Hai... semua yang sudah kangen sama Ai dan Dira... (GeEr banget, ada yang kangen...)
Semoga semuanya dalam keadaan sehat fisik & mental...
Bab ini ada banyak best part nya buat saya...
Enjoooooooooy
__________"Azura, lebih baik kamu pulang. Biar aku yang jaga di sini," kata Dira, menyerahkan dua paper cup syai haleeb (teh susu) pada Azura. Uap dari minuman itu melayang di udara malam yang dingin, memenuhi ruang tunggu rumah sakit dengan aroma manis dan lembut.
Azura menerima salah satu cangkir dengan senyuman samar. "I don't have anyone but her, and I don't want to lose her again. Aku ingin menjaganya sampai dia benar-benar terbangun," katanya, suaranya sedikit bergetar, nyaris melodrama.
Dira menghela napas. "Ok deh, terserah kamu saja." Ia kemudian duduk di sebelah Azura, menyesap teh hangat sambil mencuri pandang pada rekan kerjanya yang terlihat lelah tapi tetap berusaha tegar.
"Oh iya, ini ponsel kamu," ujar Azura tiba-tiba sambil menyerahkan ponsel Dira. "Sorry tadi aku buka-buka. Aku butuh menghubungi orang-orang yang mungkin terhubung sama kamu, terutama setelah kamu menghilang entah ke mana kemarin."
Dira memandang ponselnya dengan alis sedikit terangkat. "Tapi kenapa kamu berusaha menghubungiku? Bukankah kamu tahu kalau aku sudah dipecat?" katanya, dengan nada tajam yang tak bisa sepenuhnya disembunyikan.
Azura terdiam sejenak, sebelum menjawab. "Dan kenapa kamu mau kembali?"

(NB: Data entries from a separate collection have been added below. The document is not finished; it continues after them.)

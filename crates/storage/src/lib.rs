//! Proto Core Storage Layer
//!
//! This crate provides the world-state storage used by state synchronization:
//!
//! - **Database**: RocksDB wrapper with column families for account trie nodes,
//!   storage trie nodes, contract code and metadata
//! - **World state**: [`WorldStateStorage`] / [`WorldStateUpdater`] traits with
//!   in-memory and RocksDB-backed implementations
//! - **Request stores**: FIFO spill space for download requests that do not
//!   fit in memory
//! - **Trie nodes**: decoding of Merkle Patricia Trie nodes and discovery of the
//!   nodes and values they reference

#![deny(missing_docs)]
#![deny(unsafe_code)]

pub mod db;
pub mod request_store;
pub mod rocks;
pub mod trie;
pub mod world_state;

// Re-exports for convenience
pub use db::{Column, Database, DatabaseConfig, WriteBatch};
pub use request_store::{InMemoryRequestStore, RequestStore, RocksRequestStore};
pub use rocks::RocksWorldStateStorage;
pub use trie::{Nibbles, NodeRef, TrieNode, TrieReference};
pub use world_state::{InMemoryWorldStateStorage, WorldStateStorage, WorldStateUpdater};

use thiserror::Error;

/// Storage error types
#[derive(Error, Debug)]
pub enum StorageError {
    /// Database error
    #[error("Database error: {0}")]
    Database(String),

    /// Column family not found
    #[error("Column family not found: {0}")]
    ColumnFamilyNotFound(String),

    /// Stored bytes could not be decoded
    #[error("Decode error: {0}")]
    Decode(String),

    /// Trie node is malformed
    #[error("Trie error: {0}")]
    Trie(String),

    /// IO error
    #[error("IO error: {0}")]
    Io(#[from] std::io::Error),
}

impl From<rlp::DecoderError> for StorageError {
    fn from(err: rlp::DecoderError) -> Self {
        StorageError::Trie(err.to_string())
    }
}

/// Result type for storage operations
pub type Result<T> = std::result::Result<T, StorageError>;
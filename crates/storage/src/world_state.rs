//! World-state storage interfaces
//!
//! World-state data is content addressed: trie nodes and contract code are
//! stored under the Keccak256 hash of their bytes. Writes go through a
//! [`WorldStateUpdater`] and become visible together when it is committed.

use bytes::Bytes;
use parking_lot::RwLock;
use protocore_types::{H256, EMPTY_TRIE_ROOT};
use std::collections::HashMap;
use tracing::debug;

use crate::Result;

/// Read access to persisted world-state data.
pub trait WorldStateStorage: Send + Sync {
    /// Contract code with the given hash
    fn get_code(&self, hash: &H256) -> Result<Option<Bytes>>;

    /// Account-trie node with the given hash
    fn get_account_state_trie_node(&self, hash: &H256) -> Result<Option<Bytes>>;

    /// Storage-trie node with the given hash
    fn get_account_storage_trie_node(&self, hash: &H256) -> Result<Option<Bytes>>;

    /// Any node or code blob with the given hash
    fn get_node_data(&self, hash: &H256) -> Result<Option<Bytes>> {
        if let Some(data) = self.get_account_state_trie_node(hash)? {
            return Ok(Some(data));
        }
        if let Some(data) = self.get_account_storage_trie_node(hash)? {
            return Ok(Some(data));
        }
        self.get_code(hash)
    }

    /// Whether the trie rooted at `root` is locally available.
    ///
    /// The root node is written last, so its presence implies the whole trie.
    fn is_world_state_available(&self, root: &H256) -> Result<bool> {
        Ok(*root == EMPTY_TRIE_ROOT || self.get_account_state_trie_node(root)?.is_some())
    }

    /// Block hash and state root recorded by the last completed download
    fn latest_world_state(&self) -> Result<Option<(H256, H256)>>;

    /// Begin a batch of writes
    fn updater(&self) -> Box<dyn WorldStateUpdater + '_>;
}

/// A batch of world-state writes, applied atomically on [`commit`](Self::commit).
pub trait WorldStateUpdater {
    /// Stage contract code
    fn put_code(&mut self, hash: H256, code: Bytes);

    /// Stage an account-trie node
    fn put_account_state_trie_node(&mut self, hash: H256, node: Bytes);

    /// Stage a storage-trie node
    fn put_account_storage_trie_node(&mut self, hash: H256, node: Bytes);

    /// Stage the root node of a downloaded trie and record it as the latest
    /// available world state for `block_hash`
    fn save_world_state(&mut self, block_hash: H256, state_root: H256, root_node: Bytes) {
        self.put_account_state_trie_node(state_root, root_node);
        self.record_world_state(block_hash, state_root);
    }

    /// Stage the latest-world-state marker
    fn record_world_state(&mut self, block_hash: H256, state_root: H256);

    /// Number of staged writes
    fn pending(&self) -> usize;

    /// Apply all staged writes. Once this returns `Ok` the data is durable.
    fn commit(self: Box<Self>) -> Result<()>;
}

#[derive(Default)]
struct MemoryState {
    account_nodes: HashMap<H256, Bytes>,
    storage_nodes: HashMap<H256, Bytes>,
    code: HashMap<H256, Bytes>,
    latest: Option<(H256, H256)>,
    commits: u64,
}

/// World-state storage kept in memory.
#[derive(Default)]
pub struct InMemoryWorldStateStorage {
    state: RwLock<MemoryState>,
}

impl InMemoryWorldStateStorage {
    /// Create empty storage
    pub fn new() -> Self {
        Self::default()
    }

    /// Number of updater commits applied so far
    pub fn commit_count(&self) -> u64 {
        self.state.read().commits
    }

    /// Total number of stored nodes and code blobs
    pub fn entry_count(&self) -> usize {
        let state = self.state.read();
        state.account_nodes.len() + state.storage_nodes.len() + state.code.len()
    }
}

impl WorldStateStorage for InMemoryWorldStateStorage {
    fn get_code(&self, hash: &H256) -> Result<Option<Bytes>> {
        Ok(self.state.read().code.get(hash).cloned())
    }

    fn get_account_state_trie_node(&self, hash: &H256) -> Result<Option<Bytes>> {
        Ok(self.state.read().account_nodes.get(hash).cloned())
    }

    fn get_account_storage_trie_node(&self, hash: &H256) -> Result<Option<Bytes>> {
        Ok(self.state.read().storage_nodes.get(hash).cloned())
    }

    fn latest_world_state(&self) -> Result<Option<(H256, H256)>> {
        Ok(self.state.read().latest)
    }

    fn updater(&self) -> Box<dyn WorldStateUpdater + '_> {
        Box::new(InMemoryUpdater {
            storage: self,
            ops: Vec::new(),
        })
    }
}

enum MemoryOp {
    Code(H256, Bytes),
    AccountNode(H256, Bytes),
    StorageNode(H256, Bytes),
    Latest(H256, H256),
}

struct InMemoryUpdater<'a> {
    storage: &'a InMemoryWorldStateStorage,
    ops: Vec<MemoryOp>,
}

impl WorldStateUpdater for InMemoryUpdater<'_> {
    fn put_code(&mut self, hash: H256, code: Bytes) {
        self.ops.push(MemoryOp::Code(hash, code));
    }

    fn put_account_state_trie_node(&mut self, hash: H256, node: Bytes) {
        self.ops.push(MemoryOp::AccountNode(hash, node));
    }

    fn put_account_storage_trie_node(&mut self, hash: H256, node: Bytes) {
        self.ops.push(MemoryOp::StorageNode(hash, node));
    }

    fn record_world_state(&mut self, block_hash: H256, state_root: H256) {
        self.ops.push(MemoryOp::Latest(block_hash, state_root));
    }

    fn pending(&self) -> usize {
        self.ops.len()
    }

    fn commit(self: Box<Self>) -> Result<()> {
        let InMemoryUpdater { storage, ops } = *self;
        let count = ops.len();
        let mut state = storage.state.write();
        for op in ops {
            match op {
                MemoryOp::Code(hash, code) => {
                    state.code.insert(hash, code);
                }
                MemoryOp::AccountNode(hash, node) => {
                    state.account_nodes.insert(hash, node);
                }
                MemoryOp::StorageNode(hash, node) => {
                    state.storage_nodes.insert(hash, node);
                }
                MemoryOp::Latest(block_hash, state_root) => {
                    state.latest = Some((block_hash, state_root));
                }
            }
        }
        state.commits += 1;
        debug!(writes = count, "Committed in-memory world state update");
        Ok(())
    }
}
//! Tests for error types in the protocore-p2p crate.

use protocore_p2p::Error;

#[test]
fn test_error_display() {
    let err = Error::Channel("channel closed".to_string());
    assert!(err.to_string().contains("channel error"));

    let err = Error::MaxPeersReached;
    assert_eq!(err.to_string(), "maximum peer limit reached");
}
//! Tasks handed to download workers.
//!
//! Each [`QueuedTask`] holds one [`NodeDataRequest`] taken from an
//! [`InMemoryTaskQueue`]. A task ends exactly once: completing it releases its
//! in-flight slot, failing it (or dropping it unmarked) puts the request back
//! at the front of the queue.

use parking_lot::Mutex;
use std::collections::VecDeque;
use std::sync::Arc;
use tokio::sync::Notify;
use tracing::trace;

use crate::NodeDataRequest;

/// A unit of work over one request.
pub trait Task: Send {
    /// The request being worked on
    fn data(&self) -> &NodeDataRequest;

    /// Mutable access, used to attach the node's bytes
    fn data_mut(&mut self) -> &mut NodeDataRequest;

    /// Finish the task successfully. Ignored if the task already ended.
    fn mark_completed(&mut self);

    /// Finish the task unsuccessfully so it can be retried. Ignored if the task
    /// already ended.
    fn mark_failed(&mut self);

    /// Whether [`mark_completed`](Self::mark_completed) took effect
    fn is_completed(&self) -> bool;

    /// Whether [`mark_failed`](Self::mark_failed) took effect
    fn is_failed(&self) -> bool;
}

#[derive(Debug, Clone, Copy, PartialEq, Eq)]
enum TaskState {
    Pending,
    Completed,
    Failed,
}

#[derive(Default)]
struct QueueInner {
    pending: VecDeque<NodeDataRequest>,
    peak: usize,
    outstanding: usize,
    completed: u64,
    retried: u64,
    closed: bool,
}

struct QueueShared {
    inner: Mutex<QueueInner>,
    task_available: Notify,
}

impl QueueShared {
    fn finish(&self, retry: Option<NodeDataRequest>) {
        let mut inner = self.inner.lock();
        inner.outstanding = inner.outstanding.saturating_sub(1);
        match retry {
            None => inner.completed += 1,
            Some(request) if !inner.closed => {
                trace!(request = %request, "Requeueing failed task");
                inner.retried += 1;
                inner.pending.push_front(request);
                inner.peak = inner.peak.max(inner.pending.len());
                drop(inner);
                self.task_available.notify_waiters();
            }
            Some(_) => {}
        }
    }
}

/// FIFO of pending requests plus a count of tasks in flight.
#[derive(Clone)]
pub struct InMemoryTaskQueue {
    shared: Arc<QueueShared>,
}

impl Default for InMemoryTaskQueue {
    fn default() -> Self {
        Self::new()
    }
}

impl InMemoryTaskQueue {
    /// Create an empty queue
    pub fn new() -> Self {
        Self {
            shared: Arc::new(QueueShared {
                inner: Mutex::new(QueueInner::default()),
                task_available: Notify::new(),
            }),
        }
    }

    /// Append requests to the back of the queue. Returns how many were added;
    /// a closed queue accepts nothing.
    pub fn enqueue<I>(&self, requests: I) -> usize
    where
        I: IntoIterator<Item = NodeDataRequest>,
    {
        let added = {
            let mut inner = self.shared.inner.lock();
            if inner.closed {
                return 0;
            }
            let before = inner.pending.len();
            inner.pending.extend(requests);
            inner.peak = inner.peak.max(inner.pending.len());
            inner.pending.len() - before
        };
        if added > 0 {
            self.shared.task_available.notify_waiters();
        }
        added
    }

    /// Take the request at the front of the queue
    pub fn dequeue(&self) -> Option<QueuedTask> {
        self.dequeue_batch(1).pop()
    }

    /// Take up to `max` requests from the front of the queue
    pub fn dequeue_batch(&self, max: usize) -> Vec<QueuedTask> {
        let mut inner = self.shared.inner.lock();
        if inner.closed {
            return Vec::new();
        }
        let count = max.min(inner.pending.len());
        inner.outstanding += count;
        inner
            .pending
            .drain(..count)
            .map(|request| QueuedTask {
                request,
                state: TaskState::Pending,
                queue: Arc::clone(&self.shared),
            })
            .collect()
    }

    /// Number of requests waiting to be taken
    pub fn size(&self) -> usize {
        self.shared.inner.lock().pending.len()
    }

    /// Most requests ever waiting at once
    pub fn peak_size(&self) -> usize {
        self.shared.inner.lock().peak
    }

    /// Number of tasks taken but not yet completed or failed
    pub fn outstanding(&self) -> usize {
        self.shared.inner.lock().outstanding
    }

    /// Number of tasks completed so far
    pub fn completed_count(&self) -> u64 {
        self.shared.inner.lock().completed
    }

    /// Number of failed tasks put back for retry
    pub fn retried_count(&self) -> u64 {
        self.shared.inner.lock().retried
    }

    /// Nothing pending and nothing in flight
    pub fn all_tasks_completed(&self) -> bool {
        let inner = self.shared.inner.lock();
        inner.pending.is_empty() && inner.outstanding == 0
    }

    /// Copy of the pending requests, front first
    pub fn pending_requests(&self) -> Vec<NodeDataRequest> {
        self.shared.inner.lock().pending.iter().cloned().collect()
    }

    /// Drop all pending requests and refuse new ones. Tasks still in flight
    /// can be marked but are never requeued.
    pub fn close(&self) {
        {
            let mut inner = self.shared.inner.lock();
            inner.closed = true;
            inner.pending.clear();
        }
        self.shared.task_available.notify_waiters();
    }

    /// Whether [`close`](Self::close) has been called
    pub fn is_closed(&self) -> bool {
        self.shared.inner.lock().closed
    }

    /// Wake everything waiting for work
    pub fn notify_task_available(&self) {
        self.shared.task_available.notify_waiters();
    }

    pub(crate) fn task_available(&self) -> &Notify {
        &self.shared.task_available
    }
}

/// A request taken from an [`InMemoryTaskQueue`].
pub struct QueuedTask {
    request: NodeDataRequest,
    state: TaskState,
    queue: Arc<QueueShared>,
}

impl Task for QueuedTask {
    fn data(&self) -> &NodeDataRequest {
        &self.request
    }

    fn data_mut(&mut self) -> &mut NodeDataRequest {
        &mut self.request
    }

    fn mark_completed(&mut self) {
        if self.state == TaskState::Pending {
            self.state = TaskState::Completed;
            self.queue.finish(None);
        }
    }

    fn mark_failed(&mut self) {
        if self.state == TaskState::Pending {
            self.state = TaskState::Failed;
            self.queue.finish(Some(self.request.without_data()));
        }
    }

    fn is_completed(&self) -> bool {
        self.state == TaskState::Completed
    }

    fn is_failed(&self) -> bool {
        self.state == TaskState::Failed
    }
}

impl Drop for QueuedTask {
    fn drop(&mut self) {
        self.mark_failed();
    }
}

/// A free-standing task, not tied to any queue.
#[derive(Debug, Clone)]
pub struct StandaloneTask {
    request: NodeDataRequest,
    state: TaskState,
}

impl StandaloneTask {
    /// Wrap a request
    pub fn new(request: NodeDataRequest) -> Self {
        Self {
            request,
            state: TaskState::Pending,
        }
    }
}

impl Task for StandaloneTask {
    fn data(&self) -> &NodeDataRequest {
        &self.request
    }

    fn data_mut(&mut self) -> &mut NodeDataRequest {
        &mut self.request
    }

    fn mark_completed(&mut self) {
        if self.state == TaskState::Pending {
            self.state = TaskState::Completed;
        }
    }

    fn mark_failed(&mut self) {
        if self.state == TaskState::Pending {
            self.state = TaskState::Failed;
        }
    }

    fn is_completed(&self) -> bool {
        self.state == TaskState::Completed
    }

    fn is_failed(&self) -> bool {
        self.state == TaskState::Failed
    }
}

Dira mengangkat bahu. "Aku tidak mungkin pulang tanpa membawa uangku. Dua bulan meninggalkan keluarga itu bukan hal yang mudah bagiku. Jadi, sebenci apa pun dia melihatku kembali, aku akan tetap melanjutkan pekerjaanku," ujarnya sambil tersenyum kecil, lebih pada dirinya sendiri.
Azura tersenyum tipis, tetapi matanya tetap memancarkan kekhawatiran. "Ai itu tak tertebak. Kita tak akan pernah tahu apa yang dia benci, apa yang dia sukai. Apa yang membuatnya marah, dan apa yang membuatnya bangga," kenangnya.
"Karena itu hubungannya selalu rumit dengan semua orang," komentar Dira, terdengar masih ada sisa kemarahan dalam nadanya.
"Kalau kamu masih marah padanya, biar aku saja yang mengurusnya," kata Azura, mencoba mengambil alih tanggung jawab.
"Apa gunanya marah pada orang sakit?" Dira tersenyum kecil, meskipun matanya memancarkan kepedihan.
Azura menatap teh dalam cangkirnya. "Dira, kecelakaan ini terjadi karena dia berusaha melindungiku. Kamu benar, dia memang selalu membuat hubungan rumit dengan semua orang," katanya dengan suara yang pelan, seolah takut merusak keheningan malam.
Dira menoleh cepat, penasaran. "Sebenarnya apa yang terjadi di antara kalian?" tanyanya, tatapannya menembus Azura, mencoba menemukan sesuatu yang tersembunyi.
Azura menghindari tatapan itu, mengalihkan pandangan ke lantai. "Aku tidak tahu," jawabnya dengan nada datar. "Aku melihat jawaban itu dari matanya, tapi tidak mungkin bisa memastikan, karena dia menyimpannya sangat dalam."
"Kamu sama saja seperti Mbak Ai," komentar Dira dengan senyum sinis.
"Kenapa?"
"Kalau ditanya, selalu jawab dengan kata-kata misterius khas seniman," gurau Dira, berusaha menghidupkan suasana. Azura terkekeh kecil, dan Dira merasa lega melihat senyum itu kembali muncul di wajah rekan kerjanya.
Meski begitu, dalam hati, Dira masih menyimpan kekhawatiran yang sama. Malam sudah semakin larut, dan dokter sudah memastikan bahwa kondisi Ai stabil. Tapi bayangan sosok Ai yang terbaring tak berdaya terus menghantui pikirannya. Ia hanya berharap semuanya akan segera baik-baik saja.
***
Saat itu, di dalam ambulans, Ai hanya bisa mendengar samar suara Azura. Kesadarannya nyaris tenggelam dalam kabut, tetapi hatinya tetap memusat pada tangan Azura yang menggenggam erat tangannya.

KAMU SEDANG MEMBACA
Garis Ruang
RomansaAisha Kartika, CEO perusahaan interior Garis Ruang, memimpin proyek pembangunan hotel di Jeddah, Saudi Arabia, di mana lukisan Azura, sahabat sekaligus cinta yang pernah ia tinggalkan, menjadi bagian dari desainnya. Pertemuan ini menggugah kembali p...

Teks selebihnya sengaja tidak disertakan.